→ Problem requirements:
Look through the material below and give the number of lines where the string "operations" occurs, with nothing added.

▬▬▬

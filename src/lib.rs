// src/lib.rs

//! `qoracle` - emulation of classical oracles on a simulated quantum register
//!
//! A classical function `f(parameter, x, y)` that is bijective in `(x, y)` is
//! unrolled into a table over every basis state of the register `x ++ y`,
//! certified as a permutation, and applied to the simulator's amplitudes in
//! one pass instead of being synthesized into gates.
//!
//! The crate ships the decoration oracle used by a tree-decorating search
//! ([`DecorationOracle`]), a registry binding operation identifiers to
//! oracles, and a small simulator made only of basis permutations.

pub mod core;
pub mod oracles;
pub mod permutation;
pub mod validation;
pub mod registry;
pub mod emulator;
pub mod operations;
pub mod circuits;
pub mod simulation;

// Re-export the most common types for easier top-level use
pub use core::{AmplitudeState, EmulationError, QubitId};
pub use oracles::{decorations_check, xor_accumulate, DecorationOracle, OracleFunction, XorOracle};
pub use permutation::{build_permutation_table, PermutationTable};
pub use validation::{check_permutation, is_permutation};
pub use registry::{OracleEntry, OracleRegistry};
pub use emulator::{apply_oracle, EmulatorConfig, OracleEmulator, PermutationBackend};
pub use operations::Operation;
pub use circuits::{Circuit, CircuitBuilder};
pub use simulation::{SimulationEngine, SimulationResult, Simulator};

// Example 1: Marking valid decorations
// Prepares each input of a two-layer tree as a basis state and lets the
// emulated oracle write the verdict into the accumulator.
/// ```
/// use qoracle::{
///     decorations_check, CircuitBuilder, DecorationOracle, EmulationError, OracleRegistry,
///     QubitId, Simulator,
/// };
///
/// fn qid(id: u64) -> QubitId { QubitId(id) }
///
/// let mut registry = OracleRegistry::new();
/// registry.register("decorations", DecorationOracle);
///
/// let inputs: Vec<QubitId> = (0..4).map(qid).collect(); // 2 layers -> 4 branches
/// let accumulator = qid(4);
/// let simulator = Simulator::new();
///
/// for x in 0..16u64 {
///     let circuit = CircuitBuilder::new()
///         .prepare_value(&inputs, x)
///         .oracle("decorations", 2, &inputs, accumulator)
///         .build();
///     let result = simulator.run(&circuit, &registry)?;
///     let outcome = result.dominant_outcome().unwrap_or_default();
///     assert_eq!(outcome.get(&accumulator), Some(&decorations_check(2, x)));
/// }
/// # Ok::<(), EmulationError>(())
/// ```
#[doc(hidden)]
const _: () = (); // Attaches the preceding doc comment block to a hidden item

// Example 2: Rejecting a non-bijective oracle
// An oracle that overwrites the accumulator instead of XORing into it is not
// a permutation; the invocation fails and the state is left as it was.
/// ```
/// use qoracle::{EmulationError, OracleEmulator, OracleRegistry, QubitId, SimulationEngine};
/// use std::collections::HashSet;
///
/// let mut registry = OracleRegistry::new();
/// registry.register("overwrite", |_p: u64, x: u64, _y: u64| x & 1);
///
/// let qubits: HashSet<QubitId> = [QubitId(0), QubitId(1)].into_iter().collect();
/// let mut engine = SimulationEngine::init(&qubits)?;
/// let before = engine.state().clone();
///
/// let mut emulator = OracleEmulator::new(&registry);
/// let err = emulator
///     .invoke(&mut engine, "overwrite", 0, &[QubitId(0)], QubitId(1), false)
///     .unwrap_err();
/// assert!(matches!(err, EmulationError::InvalidPermutation { .. }));
/// assert_eq!(engine.state(), &before);
/// # Ok::<(), EmulationError>(())
/// ```
#[doc(hidden)]
const _: () = ();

▬▬▬

→ Written response:
2